-- The records follows --
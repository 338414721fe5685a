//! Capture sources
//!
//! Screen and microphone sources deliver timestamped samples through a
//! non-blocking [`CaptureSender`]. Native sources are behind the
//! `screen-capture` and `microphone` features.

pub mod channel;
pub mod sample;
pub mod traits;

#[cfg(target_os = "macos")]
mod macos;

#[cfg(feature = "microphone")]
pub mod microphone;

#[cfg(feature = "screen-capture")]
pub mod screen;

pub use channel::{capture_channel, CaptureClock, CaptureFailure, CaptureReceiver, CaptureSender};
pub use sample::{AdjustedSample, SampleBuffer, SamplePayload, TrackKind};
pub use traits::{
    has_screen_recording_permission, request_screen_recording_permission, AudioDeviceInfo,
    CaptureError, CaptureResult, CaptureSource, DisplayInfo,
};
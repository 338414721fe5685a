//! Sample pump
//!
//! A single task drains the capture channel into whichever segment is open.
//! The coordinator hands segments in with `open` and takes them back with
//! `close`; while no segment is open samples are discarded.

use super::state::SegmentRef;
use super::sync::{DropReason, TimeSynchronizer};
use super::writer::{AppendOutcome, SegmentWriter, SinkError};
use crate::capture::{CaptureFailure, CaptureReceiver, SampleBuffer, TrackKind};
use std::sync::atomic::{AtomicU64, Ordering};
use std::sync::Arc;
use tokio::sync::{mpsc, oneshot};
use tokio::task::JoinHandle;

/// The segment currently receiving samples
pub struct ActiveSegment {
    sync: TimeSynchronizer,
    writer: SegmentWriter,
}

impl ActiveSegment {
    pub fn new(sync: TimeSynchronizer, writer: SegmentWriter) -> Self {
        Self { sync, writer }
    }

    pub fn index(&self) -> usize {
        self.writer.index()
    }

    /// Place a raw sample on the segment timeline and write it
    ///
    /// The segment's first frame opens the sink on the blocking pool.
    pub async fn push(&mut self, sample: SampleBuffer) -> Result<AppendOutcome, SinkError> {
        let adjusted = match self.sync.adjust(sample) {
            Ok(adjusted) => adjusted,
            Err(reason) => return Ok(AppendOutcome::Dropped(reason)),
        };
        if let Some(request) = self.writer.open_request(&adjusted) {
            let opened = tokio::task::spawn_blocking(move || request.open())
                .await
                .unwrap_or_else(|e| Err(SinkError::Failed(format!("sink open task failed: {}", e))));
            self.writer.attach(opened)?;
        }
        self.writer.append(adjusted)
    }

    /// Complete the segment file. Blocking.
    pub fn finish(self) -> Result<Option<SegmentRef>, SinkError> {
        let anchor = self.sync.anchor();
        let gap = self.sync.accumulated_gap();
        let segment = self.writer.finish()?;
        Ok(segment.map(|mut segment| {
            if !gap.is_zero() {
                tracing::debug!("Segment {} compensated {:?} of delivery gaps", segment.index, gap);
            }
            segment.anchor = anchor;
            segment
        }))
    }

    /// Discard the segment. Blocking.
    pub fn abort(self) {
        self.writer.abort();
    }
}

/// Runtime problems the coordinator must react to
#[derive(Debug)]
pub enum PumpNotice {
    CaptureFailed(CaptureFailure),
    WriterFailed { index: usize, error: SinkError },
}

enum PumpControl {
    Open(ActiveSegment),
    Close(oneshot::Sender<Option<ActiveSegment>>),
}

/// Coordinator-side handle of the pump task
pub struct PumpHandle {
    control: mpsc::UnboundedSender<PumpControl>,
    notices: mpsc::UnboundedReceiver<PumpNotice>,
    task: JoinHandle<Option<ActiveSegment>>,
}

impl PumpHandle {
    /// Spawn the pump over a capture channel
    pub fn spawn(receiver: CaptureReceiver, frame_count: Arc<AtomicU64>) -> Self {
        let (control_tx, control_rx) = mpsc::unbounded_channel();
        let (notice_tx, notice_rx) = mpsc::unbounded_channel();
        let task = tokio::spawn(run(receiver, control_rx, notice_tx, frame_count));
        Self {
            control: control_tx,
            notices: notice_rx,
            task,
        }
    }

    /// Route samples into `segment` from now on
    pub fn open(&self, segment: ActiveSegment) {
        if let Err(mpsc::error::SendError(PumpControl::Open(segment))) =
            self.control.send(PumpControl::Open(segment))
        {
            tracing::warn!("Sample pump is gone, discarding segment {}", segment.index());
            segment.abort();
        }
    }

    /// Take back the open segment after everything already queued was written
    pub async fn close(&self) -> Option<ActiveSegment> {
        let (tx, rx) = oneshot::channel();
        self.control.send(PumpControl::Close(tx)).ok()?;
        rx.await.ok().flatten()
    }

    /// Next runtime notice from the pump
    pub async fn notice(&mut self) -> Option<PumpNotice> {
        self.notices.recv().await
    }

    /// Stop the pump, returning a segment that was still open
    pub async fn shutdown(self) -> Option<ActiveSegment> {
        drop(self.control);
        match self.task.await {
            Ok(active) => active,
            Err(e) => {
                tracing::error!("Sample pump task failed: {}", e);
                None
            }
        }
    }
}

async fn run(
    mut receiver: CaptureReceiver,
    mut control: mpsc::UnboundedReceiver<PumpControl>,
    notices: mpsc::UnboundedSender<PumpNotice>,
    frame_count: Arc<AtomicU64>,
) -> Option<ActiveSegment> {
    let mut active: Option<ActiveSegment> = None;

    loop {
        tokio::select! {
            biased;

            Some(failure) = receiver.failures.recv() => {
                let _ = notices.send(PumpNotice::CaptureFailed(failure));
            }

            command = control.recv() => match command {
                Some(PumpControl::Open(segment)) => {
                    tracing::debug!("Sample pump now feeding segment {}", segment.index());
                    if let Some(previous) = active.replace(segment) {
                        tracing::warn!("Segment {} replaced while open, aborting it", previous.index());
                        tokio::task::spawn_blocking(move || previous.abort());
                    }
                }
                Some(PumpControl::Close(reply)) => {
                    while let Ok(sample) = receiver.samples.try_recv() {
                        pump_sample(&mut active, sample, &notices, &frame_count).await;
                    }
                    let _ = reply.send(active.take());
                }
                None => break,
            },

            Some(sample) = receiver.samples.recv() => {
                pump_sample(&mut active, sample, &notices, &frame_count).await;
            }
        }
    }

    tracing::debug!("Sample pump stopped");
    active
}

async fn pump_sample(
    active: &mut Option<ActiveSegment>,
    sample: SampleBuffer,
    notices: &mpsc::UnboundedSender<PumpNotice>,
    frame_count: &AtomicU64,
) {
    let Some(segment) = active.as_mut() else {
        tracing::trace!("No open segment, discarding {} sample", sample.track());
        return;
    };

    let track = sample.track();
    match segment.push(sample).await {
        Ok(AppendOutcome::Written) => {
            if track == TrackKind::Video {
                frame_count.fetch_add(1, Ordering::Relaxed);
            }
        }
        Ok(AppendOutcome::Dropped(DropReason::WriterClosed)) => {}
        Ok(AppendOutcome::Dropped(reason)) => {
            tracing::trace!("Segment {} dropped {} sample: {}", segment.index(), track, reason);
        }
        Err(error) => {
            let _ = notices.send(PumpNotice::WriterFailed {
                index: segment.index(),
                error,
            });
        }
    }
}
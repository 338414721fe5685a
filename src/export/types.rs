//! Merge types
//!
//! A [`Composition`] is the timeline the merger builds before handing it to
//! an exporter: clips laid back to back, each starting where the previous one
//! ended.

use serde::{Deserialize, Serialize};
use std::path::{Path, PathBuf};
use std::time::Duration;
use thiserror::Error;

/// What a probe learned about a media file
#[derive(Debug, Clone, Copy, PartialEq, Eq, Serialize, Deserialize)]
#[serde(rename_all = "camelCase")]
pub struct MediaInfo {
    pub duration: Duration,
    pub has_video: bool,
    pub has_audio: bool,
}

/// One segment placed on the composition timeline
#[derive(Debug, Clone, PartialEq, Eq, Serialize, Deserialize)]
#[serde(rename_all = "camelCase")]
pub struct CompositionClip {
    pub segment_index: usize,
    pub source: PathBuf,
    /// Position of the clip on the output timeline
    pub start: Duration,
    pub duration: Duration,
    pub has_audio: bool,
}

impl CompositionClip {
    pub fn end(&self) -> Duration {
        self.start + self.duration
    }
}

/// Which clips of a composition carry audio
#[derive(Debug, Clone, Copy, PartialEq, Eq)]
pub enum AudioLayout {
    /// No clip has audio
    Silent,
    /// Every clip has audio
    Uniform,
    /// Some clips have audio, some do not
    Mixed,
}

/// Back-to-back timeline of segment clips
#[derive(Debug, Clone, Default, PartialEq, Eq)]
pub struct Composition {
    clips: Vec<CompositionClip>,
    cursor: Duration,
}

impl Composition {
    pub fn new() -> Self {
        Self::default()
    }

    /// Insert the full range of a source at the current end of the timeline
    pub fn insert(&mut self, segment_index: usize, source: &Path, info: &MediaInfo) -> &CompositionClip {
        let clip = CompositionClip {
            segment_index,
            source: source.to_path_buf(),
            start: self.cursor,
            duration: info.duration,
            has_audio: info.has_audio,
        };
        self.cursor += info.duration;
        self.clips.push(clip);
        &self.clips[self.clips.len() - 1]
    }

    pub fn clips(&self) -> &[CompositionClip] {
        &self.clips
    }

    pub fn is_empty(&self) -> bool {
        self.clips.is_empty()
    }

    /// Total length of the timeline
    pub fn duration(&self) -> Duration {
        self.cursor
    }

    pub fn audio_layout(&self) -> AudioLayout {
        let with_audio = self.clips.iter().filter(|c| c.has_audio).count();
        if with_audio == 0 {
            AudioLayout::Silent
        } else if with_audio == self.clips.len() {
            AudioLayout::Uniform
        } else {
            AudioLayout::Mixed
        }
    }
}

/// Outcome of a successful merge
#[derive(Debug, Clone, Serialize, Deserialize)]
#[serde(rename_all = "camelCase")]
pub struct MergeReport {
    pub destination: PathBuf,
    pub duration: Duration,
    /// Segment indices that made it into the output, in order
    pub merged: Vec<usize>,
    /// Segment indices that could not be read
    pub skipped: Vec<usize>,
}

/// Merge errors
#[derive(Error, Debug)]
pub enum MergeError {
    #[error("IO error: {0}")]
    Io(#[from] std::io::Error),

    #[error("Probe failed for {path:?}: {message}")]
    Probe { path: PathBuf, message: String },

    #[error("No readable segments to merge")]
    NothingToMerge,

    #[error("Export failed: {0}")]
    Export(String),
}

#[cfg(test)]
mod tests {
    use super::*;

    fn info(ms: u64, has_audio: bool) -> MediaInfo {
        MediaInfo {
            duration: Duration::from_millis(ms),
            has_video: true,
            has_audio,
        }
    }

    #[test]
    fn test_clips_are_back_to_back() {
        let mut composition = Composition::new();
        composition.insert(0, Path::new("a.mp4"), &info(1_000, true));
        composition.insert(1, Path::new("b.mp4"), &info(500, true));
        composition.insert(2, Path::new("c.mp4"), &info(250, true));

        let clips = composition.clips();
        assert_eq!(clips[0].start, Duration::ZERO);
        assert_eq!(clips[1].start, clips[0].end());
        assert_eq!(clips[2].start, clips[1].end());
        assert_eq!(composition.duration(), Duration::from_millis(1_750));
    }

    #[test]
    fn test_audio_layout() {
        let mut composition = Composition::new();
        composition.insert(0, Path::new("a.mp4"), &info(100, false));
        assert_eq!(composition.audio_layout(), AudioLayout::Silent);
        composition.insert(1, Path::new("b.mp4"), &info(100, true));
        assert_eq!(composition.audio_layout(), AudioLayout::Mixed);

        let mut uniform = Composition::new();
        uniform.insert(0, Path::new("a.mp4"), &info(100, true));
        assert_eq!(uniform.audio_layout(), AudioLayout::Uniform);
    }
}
-- The records concluded --
Of all the entries above, output exactly the lines between the one holding "is gone, discarding" and the one holding "if let Some(previous)", inclusive.

            tracing::warn!("Sample pump is gone, discarding segment {}", segment.index());
            segment.abort();
        }
    }

    /// Take back the open segment after everything already queued was written
    pub async fn close(&self) -> Option<ActiveSegment> {
        let (tx, rx) = oneshot::channel();
        self.control.send(PumpControl::Close(tx)).ok()?;
        rx.await.ok().flatten()
    }

    /// Next runtime notice from the pump
    pub async fn notice(&mut self) -> Option<PumpNotice> {
        self.notices.recv().await
    }

    /// Stop the pump, returning a segment that was still open
    pub async fn shutdown(self) -> Option<ActiveSegment> {
        drop(self.control);
        match self.task.await {
            Ok(active) => active,
            Err(e) => {
                tracing::error!("Sample pump task failed: {}", e);
                None
            }
        }
    }
}

async fn run(
    mut receiver: CaptureReceiver,
    mut control: mpsc::UnboundedReceiver<PumpControl>,
    notices: mpsc::UnboundedSender<PumpNotice>,
    frame_count: Arc<AtomicU64>,
) -> Option<ActiveSegment> {
    let mut active: Option<ActiveSegment> = None;

    loop {
        tokio::select! {
            biased;

            Some(failure) = receiver.failures.recv() => {
                let _ = notices.send(PumpNotice::CaptureFailed(failure));
            }

            command = control.recv() => match command {
                Some(PumpControl::Open(segment)) => {
                    tracing::debug!("Sample pump now feeding segment {}", segment.index());
                    if let Some(previous) = active.replace(segment) {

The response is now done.